WORK REQUEST: Here are some entries. Print them exactly as they are.

(Recorded data)
//! Dewey sync library
//!
//! Pulls to-do blocks out of Notion pages, files them under the heading they
//! appear below, and keeps the result in a Redis cache that a chat UI (or any
//! MCP client) can read quickly.
//!
//! # Architecture
//!
//! Writes flow one way and reads the other:
//! - **Sync**: [`notion::DocumentSource`] → [`flatten`] → [`sync::SyncOrchestrator`] → [`store`]
//! - **Read**: [`store`] → [`reader::CacheReader`] → MCP tools in this crate root
//!
//! Only the orchestrator writes the `sections`/`todos` index sets.
//!
//! # Example
//!
//! ```no_run
//! use dewey_sync::{Config, DeweyServerHandler};
//! use anyhow::Result;
//!
//! #[tokio::main]
//! async fn main() -> Result<()> {
//!     let config = Config::load(None)?;
//!     let handler = DeweyServerHandler::new(&config)?;
//!     let report = handler.refresh().await?;
//!     println!("synced {} pages", report.page_count);
//!     Ok(())
//! }
//! ```

pub mod config;
pub mod error;
pub mod flatten;
pub mod formatting;
pub mod handlers;
pub mod model;
pub mod notion;
pub mod reader;
pub mod store;
pub mod sync;
pub mod validation;

use mcp_attr::Result as McpResult;
use mcp_attr::server::{McpServer, mcp_server};
use std::sync::{Arc, Mutex, MutexGuard};

pub use config::Config;
pub use error::SyncError;
pub use model::{Page, Section, Todo};
pub use notion::{DocumentSource, NotionClient};
pub use reader::CacheReader;
pub use store::{CacheBackend, CacheSession, MemoryBackend, RedisBackend};
pub use sync::{SyncOptions, SyncOrchestrator, SyncReport};

/// MCP server handler over the Notion TODO cache
///
/// Holds no entity state of its own: every call goes to the cache, and
/// only the report of the latest sync is remembered in memory.
pub struct DeweyServerHandler {
    pub(crate) orchestrator: SyncOrchestrator,
    pub(crate) reader: CacheReader,
    pub(crate) last_report: Mutex<Option<SyncReport>>,
}

impl DeweyServerHandler {
    /// Create a handler talking to Notion and Redis as configured
    ///
    /// # Arguments
    /// * `config` - Loaded configuration; `notion.api_key` must be set
    ///
    /// # Returns
    /// Result containing the handler or an error
    pub fn new(config: &Config) -> anyhow::Result<Self> {
        let source = Arc::new(NotionClient::new(config)?);
        let backend = Arc::new(RedisBackend::new(&config.redis.url, config.redis_timeout())?);
        Ok(Self::with_parts(
            source,
            backend,
            SyncOptions::from_config(config),
        ))
    }

    /// Create a handler from explicit parts, e.g. an in-memory cache
    pub fn with_parts(
        source: Arc<dyn DocumentSource>,
        backend: Arc<dyn CacheBackend>,
        options: SyncOptions,
    ) -> Self {
        Self {
            orchestrator: SyncOrchestrator::new(source, Arc::clone(&backend), options),
            reader: CacheReader::new(backend),
            last_report: Mutex::new(None),
        }
    }

    pub fn reader(&self) -> &CacheReader {
        &self.reader
    }

    /// Run a full sync and remember its report
    pub async fn refresh(&self) -> error::Result<SyncReport> {
        let report = self.orchestrator.run_full_sync().await?;
        *self.report_slot() = Some(report.clone());
        Ok(report)
    }

    /// Report of the most recent sync run through this handler
    pub fn last_report(&self) -> Option<SyncReport> {
        self.report_slot().clone()
    }

    fn report_slot(&self) -> MutexGuard<'_, Option<SyncReport>> {
        self.last_report
            .lock()
            .unwrap_or_else(|poisoned| poisoned.into_inner())
    }
}

/// TODO list server backed by Notion pages.
///
/// Every page shared with the Notion integration is scanned for headings and
/// checkbox (to-do) blocks. Each heading starts a **section**; the to-dos below
/// it, up to the next heading, are that section's TODOs. To-dos above the first
/// heading of a page are ignored.
///
/// Key concepts:
/// - **sync**: re-read every shared page from Notion into the cache (slow, run when data looks stale)
/// - **sections**: list everything in the cache (fast)
/// - **section**: show one section by its heading block id
/// - **page_count**: how many pages are monitored
/// - **last_sync**: which pages failed during the last sync, and why
///
/// A TODO's first line is its title; further lines are details.
#[mcp_server]
impl McpServer for DeweyServerHandler {
    /// **Refresh**: Re-read all shared Notion pages into the cache. Reports pages that failed.
    /// **When**: Data looks stale or a page was just shared.
    #[tool]
    async fn sync(&self) -> McpResult<String> {
        self.handle_sync().await
    }

    /// **Status**: How many Notion pages are monitored for TODOs (as of the last sync).
    #[tool]
    async fn page_count(&self) -> McpResult<String> {
        self.handle_page_count().await
    }

    /// **View**: Show one section and its TODOs in document order.
    /// **Tip**: Ids are shown in brackets by sections, e.g. "== Home (1/3 done) [id]".
    #[tool]
    async fn section(
        &self,
        /// Section id (heading block id, dashed or undashed)
        id: String,
        /// Hide completed TODOs (optional, default false)
        exclude_complete: Option<bool>,
    ) -> McpResult<String> {
        self.handle_section(id, exclude_complete).await
    }

    /// **Review**: List all cached sections with their TODOs, most recently synced first.
    #[tool]
    async fn sections(
        &self,
        /// Hide completed TODOs (optional, default false)
        exclude_complete: Option<bool>,
    ) -> McpResult<String> {
        self.handle_sections(exclude_complete).await
    }

    /// **Diagnose**: Show the report of the last sync run by this server, including failed pages.
    #[tool]
    async fn last_sync(&self) -> McpResult<String> {
        self.handle_last_sync().await
    }
}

RESPONSE:
//! Dewey sync library
//!
//! Pulls to-do blocks out of Notion pages, files them under the heading they
//! appear below, and keeps the result in a Redis cache that a chat UI (or any
//! MCP client) can read quickly.
//!
//! # Architecture
//!
//! Writes flow one way and reads the other:
//! - **Sync**: [`notion::DocumentSource`] → [`flatten`] → [`sync::SyncOrchestrator`] → [`store`]
//! - **Read**: [`store`] → [`reader::CacheReader`] → MCP tools in this crate root
//!
//! Only the orchestrator writes the `sections`/`todos` index sets.
//!
//! # Example
//!
//! ```no_run
//! use dewey_sync::{Config, DeweyServerHandler};
//! use anyhow::Result;
//!
//! #[tokio::main]
//! async fn main() -> Result<()> {
//!     let config = Config::load(None)?;
//!     let handler = DeweyServerHandler::new(&config)?;
//!     let report = handler.refresh().await?;
//!     println!("synced {} pages", report.page_count);
//!     Ok(())
//! }
//! ```

pub mod config;
pub mod error;
pub mod flatten;
pub mod formatting;
pub mod handlers;
pub mod model;
pub mod notion;
pub mod reader;
pub mod store;
pub mod sync;
pub mod validation;

use mcp_attr::Result as McpResult;
use mcp_attr::server::{McpServer, mcp_server};
use std::sync::{Arc, Mutex, MutexGuard};

pub use config::Config;
pub use error::SyncError;
pub use model::{Page, Section, Todo};
pub use notion::{DocumentSource, NotionClient};
pub use reader::CacheReader;
pub use store::{CacheBackend, CacheSession, MemoryBackend, RedisBackend};
pub use sync::{SyncOptions, SyncOrchestrator, SyncReport};

/// MCP server handler over the Notion TODO cache
///
/// Holds no entity state of its own: every call goes to the cache, and
/// only the report of the latest sync is remembered in memory.
pub struct DeweyServerHandler {
    pub(crate) orchestrator: SyncOrchestrator,
    pub(crate) reader: CacheReader,
    pub(crate) last_report: Mutex<Option<SyncReport>>,
}

impl DeweyServerHandler {
    /// Create a handler talking to Notion and Redis as configured
    ///
    /// # Arguments
    /// * `config` - Loaded configuration; `notion.api_key` must be set
    ///
    /// # Returns
    /// Result containing the handler or an error
    pub fn new(config: &Config) -> anyhow::Result<Self> {
        let source = Arc::new(NotionClient::new(config)?);
        let backend = Arc::new(RedisBackend::new(&config.redis.url, config.redis_timeout())?);
        Ok(Self::with_parts(
            source,
            backend,
            SyncOptions::from_config(config),
        ))
    }

    /// Create a handler from explicit parts, e.g. an in-memory cache
    pub fn with_parts(
        source: Arc<dyn DocumentSource>,
        backend: Arc<dyn CacheBackend>,
        options: SyncOptions,
    ) -> Self {
        Self {
            orchestrator: SyncOrchestrator::new(source, Arc::clone(&backend), options),
            reader: CacheReader::new(backend),
            last_report: Mutex::new(None),
        }
    }

    pub fn reader(&self) -> &CacheReader {
        &self.reader
    }

    /// Run a full sync and remember its report
    pub async fn refresh(&self) -> error::Result<SyncReport> {
        let report = self.orchestrator.run_full_sync().await?;
        *self.report_slot() = Some(report.clone());
        Ok(report)
    }

    /// Report of the most recent sync run through this handler
    pub fn last_report(&self) -> Option<SyncReport> {
        self.report_slot().clone()
    }

    fn report_slot(&self) -> MutexGuard<'_, Option<SyncReport>> {
        self.last_report
            .lock()
            .unwrap_or_else(|poisoned| poisoned.into_inner())
    }
}

/// TODO list server backed by Notion pages.
///
/// Every page shared with the Notion integration is scanned for headings and
/// checkbox (to-do) blocks. Each heading starts a **section**; the to-dos below
/// it, up to the next heading, are that section's TODOs. To-dos above the first
/// heading of a page are ignored.
///
/// Key concepts:
/// - **sync**: re-read every shared page from Notion into the cache (slow, run when data looks stale)
/// - **sections**: list everything in the cache (fast)
/// - **section**: show one section by its heading block id
/// - **page_count**: how many pages are monitored
/// - **last_sync**: which pages failed during the last sync, and why
///
/// A TODO's first line is its title; further lines are details.
#[mcp_server]
impl McpServer for DeweyServerHandler {
    /// **Refresh**: Re-read all shared Notion pages into the cache. Reports pages that failed.
    /// **When**: Data looks stale or a page was just shared.
    #[tool]
    async fn sync(&self) -> McpResult<String> {
        self.handle_sync().await
    }

    /// **Status**: How many Notion pages are monitored for TODOs (as of the last sync).
    #[tool]
    async fn page_count(&self) -> McpResult<String> {
        self.handle_page_count().await
    }

    /// **View**: Show one section and its TODOs in document order.
    /// **Tip**: Ids are shown in brackets by sections, e.g. "== Home (1/3 done) [id]".
    #[tool]
    async fn section(
        &self,
        /// Section id (heading block id, dashed or undashed)
        id: String,
        /// Hide completed TODOs (optional, default false)
        exclude_complete: Option<bool>,
    ) -> McpResult<String> {
        self.handle_section(id, exclude_complete).await
    }

    /// **Review**: List all cached sections with their TODOs, most recently synced first.
    #[tool]
    async fn sections(
        &self,
        /// Hide completed TODOs (optional, default false)
        exclude_complete: Option<bool>,
    ) -> McpResult<String> {
        self.handle_sections(exclude_complete).await
    }

    /// **Diagnose**: Show the report of the last sync run by this server, including failed pages.
    #[tool]
    async fn last_sync(&self) -> McpResult<String> {
        self.handle_last_sync().await
    }
}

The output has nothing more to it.